As outlined earlier, obesity is associated with neoplasia through several mechanisms, most likely via insulin-mediated cell pathways that affect cell proliferation. Metformin, a commonly used antidiabetic drug shown to be protective agent against different types of cancers, has been proposed to protect against obesity-associated cancers by decreasing serum insulin. However, there are few studies and limited data whether metformin is effective on chemoprevention of BE and EAC.
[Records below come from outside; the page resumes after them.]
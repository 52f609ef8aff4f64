//! The polymorphic byte-source abstraction (C1) every higher component
//! consumes: [`Reader`].
//!
//! A `Reader` gives uniform random/sequential byte access over whatever
//! backs it — a memory-mapped file ([`file::FileReader`]), an HTTP(S)
//! resource ([`http::HttpReader`]), or a single entry inside an archive
//! ([`archive_entry::ArchiveEntryReader`]). Every higher layer (the equality
//! engine, the directory/archive differencers) is written against this
//! trait and never against a concrete reader type.

pub mod archive_entry;
pub mod file;
pub mod http;
pub mod http_async;
pub mod membuf;

use crate::error::Result;

/// Outcome of a [`Reader::seek`] attempt.
#[derive(Debug, Clone, Copy, PartialEq, Eq)]
pub enum SeekOutcome {
    /// The seek was performed; the next `read` starts at the requested
    /// offset.
    Done,
    /// This reader does not support random access. The caller must fall
    /// back to an algorithm that only needs sequential reads.
    Unsupported,
}

/// A polymorphic byte source.
///
/// # Contract
///
/// - `read` returns the number of bytes written into `buf` (which may be
///   less than `buf.len()`), or `0` on EOF. After `0` is returned, every
///   subsequent call also returns `0` — readers never "come back" from EOF.
/// - `size` returns the exact total byte length when known (file stat size,
///   HTTP `Content-Length`, an archive entry's recorded size), or `None`
///   when the source does not advertise one (chunked HTTP transfer).
/// - `seek` is valid for `0 <= offset <= size` when `size` is known. A
///   reader without random access returns [`SeekOutcome::Unsupported`]
///   rather than erroring; the caller must then choose an algorithm that
///   does not require seek.
/// - `close` releases every native resource the reader holds. Readers are
///   allocated with their context and freed together — there is no shared
///   substrate between them. Double-close is the caller's responsibility to
///   avoid; this trait does not guard against it.
pub trait Reader: Send {
    /// Read up to `buf.len()` bytes, returning the number actually read.
    /// `Ok(0)` means end of stream.
    fn read(&mut self, buf: &mut [u8]) -> Result<usize>;

    /// The exact total byte length, if known up front.
    fn size(&self) -> Option<u64>;

    /// Seek to an absolute byte offset, if this reader supports random
    /// access.
    fn seek(&mut self, offset: u64) -> Result<SeekOutcome>;

    /// Release native resources held by this reader.
    fn close(&mut self) -> Result<()>;

    /// A diagnostic identifier for this source (a path or URL). Not a
    /// capability — purely for error messages and logging.
    fn source_name(&self) -> &str;
}

/// Read every remaining byte from `r` into a freshly allocated `Vec`.
///
/// Used by the archive differencer's materialized strategy, which needs a
/// whole entry in memory to compare it against its counterpart.
pub fn read_to_end(r: &mut dyn Reader, chunk_size: usize) -> Result<Vec<u8>> {
    let mut out = match r.size() {
        Some(n) => Vec::with_capacity(n as usize),
        None => Vec::new(),
    };
    let mut chunk = vec![0u8; chunk_size.max(1)];
    loop {
        let n = r.read(&mut chunk)?;
        if n == 0 {
            break;
        }
        out.extend_from_slice(&chunk[..n]);
    }
    Ok(out)
}
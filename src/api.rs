//! The embedded API (spec.md §6): the host-facing entry points this crate
//! exposes, each with a blocking call and a non-blocking `*_start`/`*_result`
//! pair built on the task subsystem (C6).
//!
//! A `source` string is a file path or an `http://`/`https://` URL,
//! determined by prefix match — never by probing the filesystem first,
//! since that would make a remote URL that happens to collide with a local
//! relative path ambiguous.

use std::path::Path;

use crate::archive;
use crate::config::{ArchiveCompareOptions, CompareOptions, DirCompareOptions, DirUrlOptions};
use crate::diff::DiffResult;
use crate::dir;
use crate::engine::compare::{full_compare, quick_check, CompareVerdict, QuickCheckOutcome};
use crate::error::{Error, ErrorKind, Result};
use crate::reader::file::FileReader;
use crate::reader::http::HttpReader;
use crate::reader::Reader;
use crate::task::{self, TaskHandle, TaskOutput};

fn is_url(source: &str) -> bool {
    source.starts_with("http://") || source.starts_with("https://")
}

fn open_source(source: &str, opts: &CompareOptions) -> Result<Box<dyn Reader>> {
    if is_url(source) {
        Ok(Box::new(HttpReader::open(source, opts)?))
    } else {
        Ok(Box::new(FileReader::open(Path::new(source))?))
    }
}

/// Compare two sources (file paths or `http(s)://` URLs) for byte equality.
pub fn compare(source_a: &str, source_b: &str, opts: &CompareOptions) -> Result<CompareVerdict> {
    let opts = opts.clone().validate()?;
    let mut a = open_source(source_a, &opts)?;
    let mut b = open_source(source_b, &opts)?;
    run_pipeline(a.as_mut(), b.as_mut(), &opts)
}

fn run_pipeline(a: &mut dyn Reader, b: &mut dyn Reader, opts: &CompareOptions) -> Result<CompareVerdict> {
    if opts.quick_check {
        match quick_check(a, b, opts.chunk_size)? {
            QuickCheckOutcome::Equal => return Ok(CompareVerdict::Equal),
            QuickCheckOutcome::Different => return Ok(CompareVerdict::Different),
            QuickCheckOutcome::SamplesMatch | QuickCheckOutcome::NotApplicable => {}
        }
    }
    full_compare(a, b, opts.chunk_size, opts.size_precheck)
}

/// Pure in-memory equality check: no reader, no I/O, just `memcmp`.
pub fn compare_buffers(bytes_a: &[u8], bytes_b: &[u8]) -> bool {
    bytes_a == bytes_b
}

/// Compare two directory trees, returning a full [`DiffResult`].
pub fn compare_dir(dir_a: &str, dir_b: &str, opts: &DirCompareOptions) -> Result<DiffResult> {
    dir::compare_dir(Path::new(dir_a), Path::new(dir_b), opts)
}

/// Compare two archive files (optionally gzip-compressed tarballs),
/// returning a full [`DiffResult`].
pub fn compare_archive(path_a: &str, path_b: &str, opts: &ArchiveCompareOptions) -> Result<DiffResult> {
    archive::compare_archive(Path::new(path_a), Path::new(path_b), opts)
}

/// Compare a local directory tree against a caller-supplied map of relative
/// path to URL.
pub fn compare_dir_urls(dir: &str, url_map: &[(String, String)], opts: &DirUrlOptions) -> Result<DiffResult> {
    dir::compare_dir_urls(Path::new(dir), url_map, opts)
}

/// Start an asynchronous [`compare`], returning a [`TaskHandle`] the host
/// polls via its notification fd ([`TaskHandle::notification_fd`]).
pub fn compare_start(source_a: &str, source_b: &str, opts: &CompareOptions) -> Result<TaskHandle> {
    let source_a = source_a.to_string();
    let source_b = source_b.to_string();
    let opts = opts.clone();
    submit(move || compare(&source_a, &source_b, &opts))
}

/// Fetch the result of a task started with [`compare_start`]. Returns an
/// error if the task isn't ready yet or produced a diff result instead of a
/// scalar verdict (which would indicate the wrong `*_result` function was
/// called).
pub fn compare_result(handle: &TaskHandle) -> Result<CompareVerdict> {
    match handle.fetch_result()? {
        TaskOutput::Verdict(v) => Ok(v),
        TaskOutput::Diff(_) => Err(Error::new(
            ErrorKind::InvalidTaskState,
            "compare_result called on a task that produced a diff result",
        )),
    }
}

/// Start an asynchronous [`compare_dir`].
pub fn compare_dir_start(dir_a: &str, dir_b: &str, opts: &DirCompareOptions) -> Result<TaskHandle> {
    let dir_a = dir_a.to_string();
    let dir_b = dir_b.to_string();
    let opts = opts.clone();
    submit(move || compare_dir(&dir_a, &dir_b, &opts))
}

/// Start an asynchronous [`compare_archive`].
pub fn compare_archive_start(path_a: &str, path_b: &str, opts: &ArchiveCompareOptions) -> Result<TaskHandle> {
    let path_a = path_a.to_string();
    let path_b = path_b.to_string();
    let opts = opts.clone();
    submit(move || compare_archive(&path_a, &path_b, &opts))
}

/// Start an asynchronous [`compare_dir_urls`].
pub fn compare_dir_urls_start(
    dir: &str,
    url_map: &[(String, String)],
    opts: &DirUrlOptions,
) -> Result<TaskHandle> {
    let dir = dir.to_string();
    let url_map = url_map.to_vec();
    let opts = opts.clone();
    submit(move || compare_dir_urls(&dir, &url_map, &opts))
}

/// Fetch the result of a task started with [`compare_dir_start`],
/// [`compare_archive_start`], or [`compare_dir_urls_start`].
pub fn diff_result(handle: &TaskHandle) -> Result<DiffResult> {
    match handle.fetch_result()? {
        TaskOutput::Diff(d) => Ok(d),
        TaskOutput::Verdict(_) => Err(Error::new(
            ErrorKind::InvalidTaskState,
            "diff_result called on a task that produced a scalar verdict",
        )),
    }
}

fn submit<F, T>(job: F) -> Result<TaskHandle>
where
    F: FnOnce() -> Result<T> + Send + 'static,
    T: Into<TaskOutput>,
{
    let (handle, worker) = task::new_pair()?;
    let pool = task::global_pool();
    pool.submit(move || {
        let result = job().map(Into::into);
        worker.complete(result);
    });
    Ok(handle)
}

impl From<CompareVerdict> for TaskOutput {
    fn from(v: CompareVerdict) -> Self {
        TaskOutput::Verdict(v)
    }
}

impl From<DiffResult> for TaskOutput {
    fn from(d: DiffResult) -> Self {
        TaskOutput::Diff(d)
    }
}

#[cfg(test)]
mod tests {
    use super::*;
    use std::fs;

    #[test]
    fn compare_buffers_is_pure_memcmp() {
        assert!(compare_buffers(b"abc", b"abc"));
        assert!(!compare_buffers(b"abc", b"abd"));
    }

    #[test]
    fn compare_identical_files_is_equal() {
        let dir = tempfile::tempdir().unwrap();
        let a = dir.path().join("a");
        let b = dir.path().join("b");
        fs::write(&a, b"same contents").unwrap();
        fs::write(&b, b"same contents").unwrap();

        let opts = CompareOptions::default();
        let verdict = compare(a.to_str().unwrap(), b.to_str().unwrap(), &opts).unwrap();
        assert_eq!(verdict, CompareVerdict::Equal);
    }

    #[test]
    fn compare_different_files_is_different() {
        let dir = tempfile::tempdir().unwrap();
        let a = dir.path().join("a");
        let b = dir.path().join("b");
        fs::write(&a, b"one").unwrap();
        fs::write(&b, b"two").unwrap();

        let opts = CompareOptions::default();
        let verdict = compare(a.to_str().unwrap(), b.to_str().unwrap(), &opts).unwrap();
        assert_eq!(verdict, CompareVerdict::Different);
    }

    #[test]
    fn async_compare_round_trip() {
        let dir = tempfile::tempdir().unwrap();
        let a = dir.path().join("a");
        let b = dir.path().join("b");
        fs::write(&a, b"payload").unwrap();
        fs::write(&b, b"payload").unwrap();

        let opts = CompareOptions::default();
        let handle = compare_start(a.to_str().unwrap(), b.to_str().unwrap(), &opts).unwrap();
        while !handle.is_ready() {
            std::thread::sleep(std::time::Duration::from_millis(5));
        }
        assert_eq!(compare_result(&handle).unwrap(), CompareVerdict::Equal);
    }
}
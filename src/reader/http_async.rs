//! The non-blocking HTTP(S) reader (C3, asynchronous half).
//!
//! spec.md §4.3 describes a socket-action-driven reader built against
//! libcurl's multi interface: the host registers a socket fd with its own
//! I/O multiplexer and calls `perform`/`timeout_perform` on readiness or
//! timeout. This corpus has no libcurl multi-interface binding, so this
//! reader substitutes a small internal Tokio runtime, run on a dedicated
//! background thread, that drives the actual `reqwest` request; readiness
//! is signalled through this crate's own completion-notification fd
//! ([`crate::task::notify`]) instead of a raw libcurl socket. The external
//! contract the host drives against — `fd`, `events`, `perform`,
//! `timeout_perform`, `done`, `error` — is preserved exactly.
//!
//! One instance owns one background thread for its whole lifetime, reused
//! across every range read the comparison pipeline issues against it
//! (mirroring the single shared `reqwest::blocking::Client` the synchronous
//! reader reuses across reads).

use std::sync::mpsc;
use std::sync::Arc;

use parking_lot::Mutex;
use reqwest::header::{HeaderMap, HeaderValue, CONTENT_LENGTH, RANGE};
use reqwest::StatusCode;

use crate::config::CompareOptions;
use crate::error::{Error, ErrorKind, Result};
use crate::net;
use crate::task::notify::{self, NotifyReader, NotifyWriter};

/// What the host should watch the [`HttpAsyncReader::fd`] for. Always
/// readability in this implementation: the background thread only ever
/// signals completion, never asks the host to write.
#[derive(Debug, Clone, Copy, PartialEq, Eq)]
pub enum AsyncEvents {
    Readable,
}

#[derive(Debug)]
struct ReadOutcome {
    bytes: Vec<u8>,
    range_supported: bool,
}

#[derive(Debug)]
enum WorkerMsg {
    Read {
        start: u64,
        len: usize,
        reply: Arc<Mutex<Option<Result<ReadOutcome>>>>,
        notify: NotifyWriter,
    },
    Shutdown,
}

#[derive(Debug)]
struct Pending {
    notify: NotifyReader,
    reply: Arc<Mutex<Option<Result<ReadOutcome>>>>,
}

/// A non-blocking [`Reader`](super::Reader)-like handle over an HTTP(S)
/// resource, driven by `fd`/`events`/`perform`/`timeout_perform` instead of
/// blocking `read` calls.
#[derive(Debug)]
pub struct HttpAsyncReader {
    to_worker: mpsc::Sender<WorkerMsg>,
    worker: Option<std::thread::JoinHandle<()>>,
    url: String,
    size: Option<u64>,
    range_capable: bool,
    offset: u64,
    exhausted: bool,
    pending: Option<Pending>,
}

impl HttpAsyncReader {
    /// Open `url`: spawns the background runtime thread and performs the
    /// initial `HEAD` synchronously on it (this one blocking step mirrors
    /// the sync reader's `open` and keeps the async contract's first use
    /// simple: every `HttpAsyncReader` is immediately ready to have reads
    /// started against it).
    pub fn open(url: &str, opts: &CompareOptions) -> Result<Self> {
        let client = net::async_client_for(opts)?;
        let headers = build_headers(opts)?;
        let timeout = opts.timeout;
        let url_owned = url.to_string();

        let (to_worker, from_host) = mpsc::channel::<WorkerMsg>();
        let (head_tx, head_rx) = mpsc::channel::<Result<(Option<u64>, bool)>>();

        let worker_url = url_owned.clone();
        let worker = std::thread::Builder::new()
            .name("concord-http-async".to_string())
            .spawn(move || {
                let runtime = match tokio::runtime::Builder::new_current_thread()
                    .enable_all()
                    .build()
                {
                    Ok(rt) => rt,
                    Err(e) => {
                        let _ = head_tx.send(Err(Error::new(
                            ErrorKind::Io,
                            format!("failed to start async HTTP runtime: {e}"),
                        )));
                        return;
                    }
                };

                runtime.block_on(async {
                    let head_result = do_head(&client, &worker_url, &headers, timeout).await;
                    let _ = head_tx.send(head_result);

                    while let Ok(msg) = from_host.recv() {
                        match msg {
                            WorkerMsg::Read {
                                start,
                                len,
                                reply,
                                notify,
                            } => {
                                let outcome =
                                    do_range_read(&client, &worker_url, &headers, timeout, start, len)
                                        .await;
                                *reply.lock() = Some(outcome);
                                let _ = notify.signal();
                            }
                            WorkerMsg::Shutdown => break,
                        }
                    }
                });
            })
            .map_err(|e| Error::new(ErrorKind::Io, format!("failed to spawn async HTTP thread: {e}")))?;

        let (size, range_capable) = head_rx
            .recv()
            .map_err(|_| Error::new(ErrorKind::Io, "async HTTP worker exited before responding"))??;

        Ok(Self {
            to_worker,
            worker: Some(worker),
            url: url_owned,
            size,
            range_capable,
            offset: 0,
            exhausted: false,
            pending: None,
        })
    }

    /// The exact total byte length, if the opening `HEAD` reported one.
    pub fn size(&self) -> Option<u64> {
        self.size
    }

    /// A diagnostic identifier for this source.
    pub fn source_name(&self) -> &str {
        &self.url
    }

    /// Seek to `offset`, if this resource is range-capable. Unlike the
    /// blocking reader, this never touches the network: it only updates the
    /// offset the next `start_read` uses.
    pub fn seek(&mut self, offset: u64) -> bool {
        if !self.range_capable {
            return false;
        }
        self.offset = offset;
        true
    }

    /// Begin a non-blocking read of up to `len` bytes at the current
    /// offset. Returns once the request has been handed to the background
    /// runtime; the result is retrieved later via `perform`/`done`/`error`.
    ///
    /// Only one read may be outstanding at a time.
    pub fn start_read(&mut self, len: usize) -> Result<()> {
        if self.pending.is_some() {
            return Err(Error::new(
                ErrorKind::InvalidTaskState,
                "a read is already outstanding on this async reader",
            ));
        }
        if self.exhausted || len == 0 {
            // Nothing to do; `done` will report an already-complete,
            // zero-length read.
            let reply = Arc::new(Mutex::new(Some(Ok(ReadOutcome {
                bytes: Vec::new(),
                range_supported: self.range_capable,
            }))));
            let (notify_reader, notify_writer) = notify::create_pair()?;
            notify_writer.signal()?;
            self.pending = Some(Pending {
                notify: notify_reader,
                reply,
            });
            return Ok(());
        }

        let (notify_reader, notify_writer) = notify::create_pair()?;
        let reply = Arc::new(Mutex::new(None));

        self.to_worker
            .send(WorkerMsg::Read {
                start: self.offset,
                len,
                reply: Arc::clone(&reply),
                notify: notify_writer,
            })
            .map_err(|_| Error::new(ErrorKind::Io, "async HTTP worker thread is gone"))?;

        self.pending = Some(Pending {
            notify: notify_reader,
            reply,
        });
        Ok(())
    }

    /// The fd the host should register for readability. `None` when no
    /// read is currently outstanding.
    pub fn fd(&self) -> Option<notify::RawFd> {
        self.pending.as_ref().map(|p| p.notify.as_raw_fd())
    }

    /// What to watch [`Self::fd`] for.
    pub fn events(&self) -> AsyncEvents {
        AsyncEvents::Readable
    }

    /// Call when the host's multiplexer reports the fd readable. Drains the
    /// notification and, if the outstanding read has finished, applies its
    /// result (advancing `offset`, setting `exhausted`) and returns the
    /// bytes read.
    pub fn perform(&mut self) -> Result<Option<Vec<u8>>> {
        let Some(pending) = &self.pending else {
            return Ok(None);
        };
        pending.notify.drain()?;
        self.collect_if_ready()
    }

    /// Call when the host's own timeout fires instead of fd readiness — a
    /// fallback poll in case a notification was missed. Semantically
    /// identical to `perform` here since the background thread always
    /// completes the request independently of the host driving it.
    pub fn timeout_perform(&mut self) -> Result<Option<Vec<u8>>> {
        self.perform()
    }

    fn collect_if_ready(&mut self) -> Result<Option<Vec<u8>>> {
        let Some(pending) = &self.pending else {
            return Ok(None);
        };
        let mut slot = pending.reply.lock();
        let Some(outcome) = slot.take() else {
            return Ok(None);
        };
        drop(slot);
        self.pending = None;

        let outcome = outcome?;
        self.range_capable = outcome.range_supported;
        self.offset += outcome.bytes.len() as u64;
        if !self.range_capable || outcome.bytes.is_empty() {
            self.exhausted = true;
        }
        Ok(Some(outcome.bytes))
    }

    /// `true` once the outstanding read (if any) has completed.
    pub fn done(&self) -> bool {
        match &self.pending {
            None => true,
            Some(p) => p.reply.lock().is_some(),
        }
    }

    /// The error from the outstanding read, if it completed with one. Does
    /// not consume it — `perform`/`timeout_perform` do that.
    pub fn error(&self) -> Option<String> {
        match &self.pending {
            None => None,
            Some(p) => p
                .reply
                .lock()
                .as_ref()
                .and_then(|r| r.as_ref().err().map(|e| e.to_string())),
        }
    }
}

impl Drop for HttpAsyncReader {
    fn drop(&mut self) {
        let _ = self.to_worker.send(WorkerMsg::Shutdown);
        if let Some(worker) = self.worker.take() {
            let _ = worker.join();
        }
    }
}

fn build_headers(opts: &CompareOptions) -> Result<HeaderMap> {
    let mut map = HeaderMap::new();
    for (name, value) in &opts.headers {
        let hn = reqwest::header::HeaderName::from_bytes(name.as_bytes())
            .map_err(|e| Error::new(ErrorKind::InvalidOption, format!("bad header name {name:?}: {e}")))?;
        let hv = HeaderValue::from_str(value)
            .map_err(|e| Error::new(ErrorKind::InvalidOption, format!("bad header value for {name:?}: {e}")))?;
        map.insert(hn, hv);
    }
    Ok(map)
}

async fn do_head(
    client: &reqwest::Client,
    url: &str,
    headers: &HeaderMap,
    timeout: std::time::Duration,
) -> Result<(Option<u64>, bool)> {
    let resp = client
        .head(url)
        .headers(headers.clone())
        .timeout(timeout)
        .send()
        .await?;
    if !resp.status().is_success() {
        return Err(Error::new(
            ErrorKind::HttpStatus,
            format!("unexpected HTTP status {}", resp.status()),
        ));
    }
    let size = resp
        .headers()
        .get(CONTENT_LENGTH)
        .and_then(|v| v.to_str().ok())
        .and_then(|v| v.parse::<u64>().ok());
    let range_capable = resp
        .headers()
        .get(reqwest::header::ACCEPT_RANGES)
        .and_then(|v| v.to_str().ok())
        .map(|v| v.eq_ignore_ascii_case("bytes"))
        .unwrap_or(false);
    Ok((size, range_capable))
}

async fn do_range_read(
    client: &reqwest::Client,
    url: &str,
    headers: &HeaderMap,
    timeout: std::time::Duration,
    start: u64,
    len: usize,
) -> Result<ReadOutcome> {
    let mut req_headers = headers.clone();
    if len > 0 {
        req_headers.insert(
            RANGE,
            HeaderValue::from_str(&format!("bytes={start}-{}", start + len as u64 - 1))
                .expect("range header value is always valid ASCII"),
        );
    }

    let resp = client
        .get(url)
        .headers(req_headers)
        .timeout(timeout)
        .send()
        .await?;

    match resp.status() {
        StatusCode::PARTIAL_CONTENT => {
            let bytes = resp.bytes().await?;
            Ok(ReadOutcome {
                bytes: bytes.to_vec(),
                range_supported: true,
            })
        }
        StatusCode::OK if start == 0 => {
            let bytes = resp.bytes().await?;
            Ok(ReadOutcome {
                bytes: bytes.to_vec(),
                range_supported: false,
            })
        }
        StatusCode::RANGE_NOT_SATISFIABLE => Ok(ReadOutcome {
            bytes: Vec::new(),
            range_supported: true,
        }),
        other => Err(Error::new(
            ErrorKind::HttpStatus,
            format!("unexpected HTTP status {other}"),
        )),
    }
}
In a study which investigated patients with BE and EAC between 1992 and 2012, metformin use was neither associated with an increased nor a decreased risk of esophageal cancer . In another study that assessed the effect of metformin on phosphorylated S6 kinase (pS6K1), which is a biomarker of insulin pathway activation, 74 patients with BE (mean age 59 years, 58 men) were randomly assigned to two groups and given metformin daily ( n =38) or placebo ( n =36) for 12 weeks. Biopsy specimens were collected at baseline and at week 12 by upper endoscopy. The primary end point was percent changes in median levels of pS6K1 between subjects given metformin versus placebo. While it was found that metformin was associated with a significant reduction in serum levels of insulin as well as in homeostatic model assessments of insulin resistance (HOMA-IR), the percent changes in median level of pS6K1 did not differ significantly between two groups.